Outback flocks rise, block the sun.


Every feint and nuance that humans know
faced with the well-armed onslaughts of others
is present in the flight of this small gull:
a suavely parried climb becomes a slide
sideways down a wind that would douse it
in melted pewter — but for the panic-swift save
as wings cut a piece of sky, rise clear:
a jagged graph of strength reclaimed.

Now it coasts with a confidence won from
uncertainty, the wind's power its own.
This, the one bird at the estuary,
foregrounds miles of ocean when it swoops low:
capping tiered green with an abstract flourish,
scaling vertiginous whiteness.


This poem starts in a tree hole where,
caught by a cuckoo-camera, fuzzy frights
shriek their need.
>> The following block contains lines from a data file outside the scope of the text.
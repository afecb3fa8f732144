use config::{Config, ConfigError, Environment, File};
use serde::Deserialize;
use std::env;
use std::time::Duration;

#[derive(Debug, Clone, Default, Deserialize)]
pub struct Settings {
    #[serde(default)]
    pub queue: QueueSettings,
    #[serde(default)]
    pub notifier: NotifierSettings,
    #[serde(default)]
    pub channels: ChannelSettings,
}

#[derive(Debug, Clone, Deserialize)]
pub struct QueueSettings {
    /// Worker pool size of the async priority queue
    #[serde(default = "default_async_workers")]
    pub async_workers: usize,
    /// Worker pool size of the thread-backed queue
    #[serde(default = "default_thread_workers")]
    pub thread_workers: usize,
    /// Bounded worker wait between stop-signal checks, in milliseconds
    #[serde(default = "default_poll_interval_ms")]
    pub poll_interval_ms: u64,
}

fn default_async_workers() -> usize {
    5
}

fn default_thread_workers() -> usize {
    3
}

fn default_poll_interval_ms() -> u64 {
    1000 // 1 second
}

#[derive(Debug, Clone, Deserialize)]
pub struct NotifierSettings {
    /// Consecutive failures before the circuit opens
    #[serde(default = "default_circuit_max_failures")]
    pub circuit_max_failures: u32,
    /// Circuit cooldown window in milliseconds
    #[serde(default = "default_circuit_cooldown_ms")]
    pub circuit_cooldown_ms: u64,
    /// Whether per-delivery timing samples go to the metrics sink
    #[serde(default = "default_performance_tracking")]
    pub performance_tracking: bool,
}

fn default_circuit_max_failures() -> u32 {
    5
}

fn default_circuit_cooldown_ms() -> u64 {
    60_000 // 1 minute
}

fn default_performance_tracking() -> bool {
    true
}

#[derive(Debug, Clone, Deserialize)]
pub struct ChannelSettings {
    /// Simulated transport fault probability, 0.0 to 1.0
    #[serde(default = "default_failure_probability")]
    pub failure_probability: f64,
    /// Immediate attempts per channel send
    #[serde(default = "default_send_attempts")]
    pub send_attempts: u32,
}

fn default_failure_probability() -> f64 {
    0.1
}

fn default_send_attempts() -> u32 {
    3
}

impl Settings {
    pub fn new() -> Result<Self, ConfigError> {
        // Load .env file if exists
        let _ = dotenvy::dotenv();

        let run_mode = env::var("RUN_MODE").unwrap_or_else(|_| "development".into());

        let builder = Config::builder()
            // Start with default values
            .set_default("queue.async_workers", 5)?
            .set_default("queue.thread_workers", 3)?
            .set_default("queue.poll_interval_ms", 1000)?
            .set_default("notifier.circuit_max_failures", 5)?
            .set_default("notifier.circuit_cooldown_ms", 60_000)?
            .set_default("channels.failure_probability", 0.1)?
            .set_default("channels.send_attempts", 3)?
            // Load config file if exists
            .add_source(File::with_name("config/default").required(false))
            .add_source(File::with_name(&format!("config/{}", run_mode)).required(false))
            // Load from environment variables
            // QUEUE_ASYNC_WORKERS, NOTIFIER_CIRCUIT_MAX_FAILURES, etc.
            .add_source(
                Environment::default()
                    .separator("_")
                    .try_parsing(true),
            );

        builder.build()?.try_deserialize()
    }

    /// Worker poll interval as a [`Duration`].
    pub fn poll_interval(&self) -> Duration {
        Duration::from_millis(self.queue.poll_interval_ms)
    }
}

impl Default for QueueSettings {
    fn default() -> Self {
        Self {
            async_workers: default_async_workers(),
            thread_workers: default_thread_workers(),
            poll_interval_ms: default_poll_interval_ms(),
        }
    }
}

impl Default for NotifierSettings {
    fn default() -> Self {
        Self {
            circuit_max_failures: default_circuit_max_failures(),
            circuit_cooldown_ms: default_circuit_cooldown_ms(),
            performance_tracking: default_performance_tracking(),
        }
    }
}

impl Default for ChannelSettings {
    fn default() -> Self {
        Self {
            failure_probability: default_failure_probability(),
            send_attempts: default_send_attempts(),
        }
    }
}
Eyes closed, I see thick night,
a barque with sumptuously ribboned sails.
Superlatives, a few, must be invoked —
the most soundless feathers, the sharpest hearing
(those ear-slits, points of a Bermuda triangle).
And the eyes? — mortal lamps to hang fables,
new omens on; the descending lights
of glaukopis, 'the shining-eyed one'.
Who does not long, somewhere in themselves,
for the embrace of cataclysms of softness;
to be met by that startled, eldritch gaze  
searching the furthest corners of their soul?

Wedge-tailed eagle

Then I saw for the first time over these fields —
the sky a padded ceiling, miles of light
seeping from the sun's wound — those hypnotic
swerves, a mark of dominion like all else:
its height, its eight-foot span, its primeval
             The eagle turned, an archer's bow;
became a bold emblem that could impress
the red seal on a document of war;
rip out an eye.
                      Heaped in baroque abundance,
its wings, though, were operatic — their soaring
like a voice in rapt accord with silence,
yielding itself to, and enfolded by,
light: empyrean at last.

Diane FaheyDiane Fahey's The Wing Collection: New & Selected Poems will be published by Puncher and Wattmann in 2011. Her previous collection, Sea Wall and River Light, was a winner of the ACT Government's Judith Wright Poetry Award. 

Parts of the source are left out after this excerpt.